Please copy every line with the string "SimulationError" from the entries below.
(RECORDS PROVIDED Opens)
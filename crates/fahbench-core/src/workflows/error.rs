use super::config::ConfigError;
use crate::core::io::serialization::SerializationError;
use crate::core::models::workunit::WorkUnitError;
use crate::core::validation::ValidationError;
use crate::engine::error::EngineError;
use thiserror::Error;

/// Fatal errors of the benchmark driver.
///
/// Recoverable outcomes such as an unknown platform or a cancelled run are
/// reported through [`SimulationResult`](super::result::SimulationResult)
/// instead.
#[derive(Debug, Error)]
pub enum SimulationError {
    #[error("Configuration error: {0}")]
    Config(#[from] ConfigError),

    #[error("Work unit error: {0}")]
    WorkUnit(#[from] WorkUnitError),

    #[error("Failed to load work unit data: {0}")]
    Serialization(#[from] SerializationError),

    #[error("Engine error: {0}")]
    Engine(#[from] EngineError),

    #[error("Correctness check failed: {0}")]
    Validation(#[from] ValidationError),
}
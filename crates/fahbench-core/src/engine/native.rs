use super::context::NativeContext;
use super::error::EngineError;
use super::kernels::{CpuKernel, ForceKernel, ForceTerms, ReferenceKernel};
use super::platform::{CPU_PLATFORM, DeviceInfo, PlatformInfo, Precision, PropertyMap, REFERENCE_PLATFORM};
use super::plugins::{self, PluginBackend, PluginManifest};
use super::traits::Engine;
use crate::core::models::integrator::Integrator;
use crate::core::models::system::System;
use std::path::Path;
use std::sync::Arc;
use tracing::{debug, info};

#[derive(Debug, Clone)]
struct RegisteredPlatform {
    info: PlatformInfo,
    backend: PluginBackend,
}

#[derive(Debug, Clone, Copy, PartialEq)]
struct ContextOptions {
    precision: Precision,
    device_index: u32,
    platform_index: u32,
}

impl RegisteredPlatform {
    fn built_in(name: &str, backend: PluginBackend) -> Self {
        let threads = std::thread::available_parallelism().map_or(1, |n| n.get());
        Self {
            info: PlatformInfo {
                name: name.to_string(),
                property_prefix: None,
                sub_platforms: false,
                devices: vec![DeviceInfo {
                    platform_index: 0,
                    device_index: 0,
                    name: format!("Host CPU ({} threads)", threads),
                    vendor: "Host".to_string(),
                }],
            },
            backend,
        }
    }

    fn from_manifest(manifest: PluginManifest) -> Self {
        Self {
            info: PlatformInfo {
                name: manifest.name,
                property_prefix: Some(manifest.property_prefix),
                sub_platforms: manifest.sub_platforms,
                devices: manifest.devices,
            },
            backend: manifest.backend,
        }
    }

    fn default_precision(&self) -> Precision {
        match self.backend {
            PluginBackend::Reference => Precision::Double,
            PluginBackend::Cpu => Precision::Single,
        }
    }

    fn parse_options(&self, properties: &PropertyMap) -> Result<ContextOptions, EngineError> {
        let mut options = ContextOptions {
            precision: self.default_precision(),
            device_index: 0,
            platform_index: 0,
        };
        let unknown = |property: &str| EngineError::UnknownProperty {
            platform: self.info.name.clone(),
            property: property.to_string(),
        };
        let invalid = |property: &str, value: &str, reason: String| EngineError::InvalidProperty {
            property: property.to_string(),
            value: value.to_string(),
            reason,
        };

        let Some(prefix) = &self.info.property_prefix else {
            return match properties.keys().next() {
                Some(property) => Err(unknown(property)),
                None => Ok(options),
            };
        };

        for (property, value) in properties {
            let suffix = property.strip_prefix(prefix.as_str());
            match suffix {
                Some("Precision") => {
                    options.precision = value
                        .parse()
                        .map_err(|reason| invalid(property, value, reason))?;
                }
                Some("DeviceIndex") => {
                    options.device_index = value
                        .parse()
                        .map_err(|e: std::num::ParseIntError| invalid(property, value, e.to_string()))?;
                }
                Some("PlatformIndex") if self.info.sub_platforms => {
                    options.platform_index = value
                        .parse()
                        .map_err(|e: std::num::ParseIntError| invalid(property, value, e.to_string()))?;
                }
                _ => return Err(unknown(property)),
            }
        }

        let sub_platforms = self.info.sub_platforms;
        let device_exists = self.info.devices.iter().any(|d| {
            d.device_index == options.device_index
                && (!sub_platforms || d.platform_index == options.platform_index)
        });
        if !device_exists {
            return Err(invalid(
                &format!("{prefix}DeviceIndex"),
                &options.device_index.to_string(),
                format!(
                    "platform '{}' has no device {} on sub-platform {}",
                    self.info.name, options.device_index, options.platform_index
                ),
            ));
        }
        Ok(options)
    }
}

/// The built-in engine: a platform registry with the `Reference` and `CPU`
/// platforms, extended at runtime from plugin manifests.
#[derive(Debug, Clone)]
pub struct NativeEngine {
    platforms: Vec<RegisteredPlatform>,
}

impl Default for NativeEngine {
    fn default() -> Self {
        Self {
            platforms: vec![
                RegisteredPlatform::built_in(REFERENCE_PLATFORM, PluginBackend::Reference),
                RegisteredPlatform::built_in(CPU_PLATFORM, PluginBackend::Cpu),
            ],
        }
    }
}

impl NativeEngine {
    pub fn new() -> Self {
        Self::default()
    }

    fn find(&self, name: &str) -> Option<&RegisteredPlatform> {
        self.platforms.iter().find(|p| p.info.name == name)
    }
}

impl Engine for NativeEngine {
    type Context = NativeContext;

    fn load_plugins_from_directory(&mut self, dir: &Path) -> Result<usize, EngineError> {
        let mut registered = 0;
        for manifest in plugins::scan_directory(dir)? {
            if self.find(&manifest.name).is_some() {
                debug!("Platform '{}' is already registered; skipping.", manifest.name);
                continue;
            }
            info!(
                platform = %manifest.name,
                devices = manifest.devices.len(),
                "Registered plugin platform."
            );
            self.platforms.push(RegisteredPlatform::from_manifest(manifest));
            registered += 1;
        }
        Ok(registered)
    }

    fn num_platforms(&self) -> usize {
        self.platforms.len()
    }

    fn platforms(&self) -> Vec<PlatformInfo> {
        self.platforms.iter().map(|p| p.info.clone()).collect()
    }

    fn platform(&self, name: &str) -> Option<PlatformInfo> {
        self.find(name).map(|p| p.info.clone())
    }

    fn create_context(
        &self,
        system: Arc<System>,
        integrator: Integrator,
        platform: &str,
        properties: &PropertyMap,
    ) -> Result<NativeContext, EngineError> {
        let registered = self
            .find(platform)
            .ok_or_else(|| EngineError::UnknownPlatform(platform.to_string()))?;
        let options = registered.parse_options(properties)?;
        let terms = ForceTerms::from_system(&system)?;
        let kernel: Box<dyn ForceKernel> = match registered.backend {
            PluginBackend::Reference => Box::new(ReferenceKernel::new(terms)),
            PluginBackend::Cpu => Box::new(CpuKernel::new(terms, options.precision)),
        };
        debug!(
            platform,
            precision = %options.precision,
            device = options.device_index,
            sub_platform = options.platform_index,
            "Creating native context."
        );
        NativeContext::new(platform.to_string(), system, integrator, kernel)
    }
}
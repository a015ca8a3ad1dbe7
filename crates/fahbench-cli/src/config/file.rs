use crate::error::{CliError, Result};
use fahbench::core::validation::Tolerances;
use serde::Deserialize;
use std::path::{Path, PathBuf};
use tracing::debug;

#[derive(Deserialize, Debug, Default, Clone, PartialEq)]
#[serde(rename_all = "kebab-case", deny_unknown_fields)]
pub struct FileTolerances {
    pub force_absolute: Option<f64>,
    pub force_relative: Option<f64>,
    pub energy_relative: Option<f64>,
}

impl FileTolerances {
    pub fn apply(&self, base: Tolerances) -> Tolerances {
        Tolerances {
            force_absolute: self.force_absolute.unwrap_or(base.force_absolute),
            force_relative: self.force_relative.unwrap_or(base.force_relative),
            energy_relative: self.energy_relative.unwrap_or(base.energy_relative),
        }
    }
}

/// The benchmark configuration file. Every key is optional.
#[derive(Deserialize, Debug, Default, Clone, PartialEq)]
#[serde(rename_all = "kebab-case", deny_unknown_fields)]
pub struct FileConfig {
    pub work_unit: Option<String>,
    pub work_unit_dir: Option<PathBuf>,
    pub plugin_dir: Option<PathBuf>,
    pub platform: Option<String>,
    pub precision: Option<String>,
    pub device: Option<u32>,
    pub platform_index: Option<u32>,
    pub verify_accuracy: Option<bool>,
    /// Steps between mid-run NaN scans.
    pub nan_check: Option<u32>,
    /// Seconds.
    pub run_length: Option<f64>,
    pub tolerances: Option<FileTolerances>,
}

impl FileConfig {
    pub fn from_file(path: &Path) -> Result<Self> {
        debug!("Reading configuration from {:?}", path);
        let content = std::fs::read_to_string(path)?;
        toml::from_str(&content).map_err(|e| CliError::FileParsing {
            path: path.to_path_buf(),
            source: e.into(),
        })
    }
}
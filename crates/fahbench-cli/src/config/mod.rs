pub mod builder;
pub mod defaults;
pub mod file;

pub use builder::{build_config, load_file_config, resolve_paths};
use crate::config;
use crate::error::{CliError, Result};
use crate::utils::progress::CliProgressHandler;
use fahbench::workflows::{Simulation, SimulationResult};
use std::path::Path;
use std::sync::Arc;
use std::sync::atomic::AtomicBool;
use tracing::{info, warn};

pub async fn run(config_path: Option<&Path>, cancel: Arc<AtomicBool>) -> Result<()> {
    let file_config = config::load_file_config(config_path)?;
    info!("Building benchmark configuration...");
    let simulation_config = config::build_config(file_config)?;
    let platform = simulation_config.platform.clone();

    let mut simulation = Simulation::new(simulation_config);
    println!("{}", simulation.summary());

    let progress = CliProgressHandler::new();
    let updater = progress.updater(cancel);

    info!("Invoking the benchmark...");
    let result = tokio::task::block_in_place(|| simulation.run(&updater));
    let result = match result {
        Ok(result) => result,
        Err(e) => {
            progress.finish("Benchmark aborted");
            return Err(e.into());
        }
    };

    match result {
        SimulationResult::Finished { .. } => {
            progress.finish("Benchmark finished");
            println!("{}", result);
            Ok(())
        }
        SimulationResult::Cancelled => {
            progress.finish("Benchmark cancelled");
            warn!("Benchmark was cancelled before completion.");
            println!("Benchmark cancelled.");
            Ok(())
        }
        SimulationResult::Failed | SimulationResult::Queued => {
            progress.finish("Benchmark failed");
            Err(CliError::Config(format!(
                "platform '{}' is not available; run `fahbench devices` to list platforms",
                platform
            )))
        }
    }
}
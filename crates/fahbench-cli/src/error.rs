use fahbench::workflows::SimulationError;
use std::path::PathBuf;
use thiserror::Error;

pub type Result<T> = std::result::Result<T, CliError>;

#[derive(Debug, Error)]
pub enum CliError {
    #[error(transparent)]
    Simulation(#[from] SimulationError),

    #[error("Configuration error: {0}")]
    Config(String),

    #[error("Failed to parse file '{path}': {source}", path = path.display())]
    FileParsing {
        path: PathBuf,
        #[source]
        source: anyhow::Error,
    },

    #[error("I/O error: {0}")]
    Io(#[from] std::io::Error),

    #[error(transparent)]
    Other(#[from] anyhow::Error),
}
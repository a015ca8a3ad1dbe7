//! Reading and writing the serialized work-unit artifacts.

pub mod serialization;
use crate::error::{CliError, Result};
use std::fs::File;
use std::path::Path;
use tracing_subscriber::{
    filter::LevelFilter,
    fmt::{self},
    prelude::*,
};

/// `-q` silences everything; otherwise each `-v` lowers the threshold one
/// level starting from WARN.
pub fn level_filter(verbosity: u8, quiet: bool) -> LevelFilter {
    if quiet {
        return LevelFilter::OFF;
    }
    match verbosity {
        0 => LevelFilter::WARN,
        1 => LevelFilter::INFO,
        2 => LevelFilter::DEBUG,
        _ => LevelFilter::TRACE,
    }
}

pub fn setup_logging(verbosity: u8, quiet: bool, log_file: Option<&Path>) -> Result<()> {
    let stderr_layer = fmt::layer()
        .with_writer(std::io::stderr)
        .with_ansi(true)
        .with_target(false)
        .compact();

    let subscriber = tracing_subscriber::registry()
        .with(level_filter(verbosity, quiet))
        .with(stderr_layer);

    let installed = match log_file {
        Some(path) => {
            let file = File::create(path)?;
            let file_layer = fmt::layer()
                .with_writer(file)
                .with_ansi(false)
                .with_thread_ids(true)
                .with_target(true);
            subscriber.with(file_layer).try_init()
        }
        None => subscriber.try_init(),
    };
    installed.map_err(|e| CliError::Other(anyhow::anyhow!("Failed to install logger: {}", e)))
}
(RECORDS PROVIDED Closes)
> [RESPONSE BELOW]
pub enum SimulationError {
use fahbench::workflows::SimulationError;
    Simulation(#[from] SimulationError),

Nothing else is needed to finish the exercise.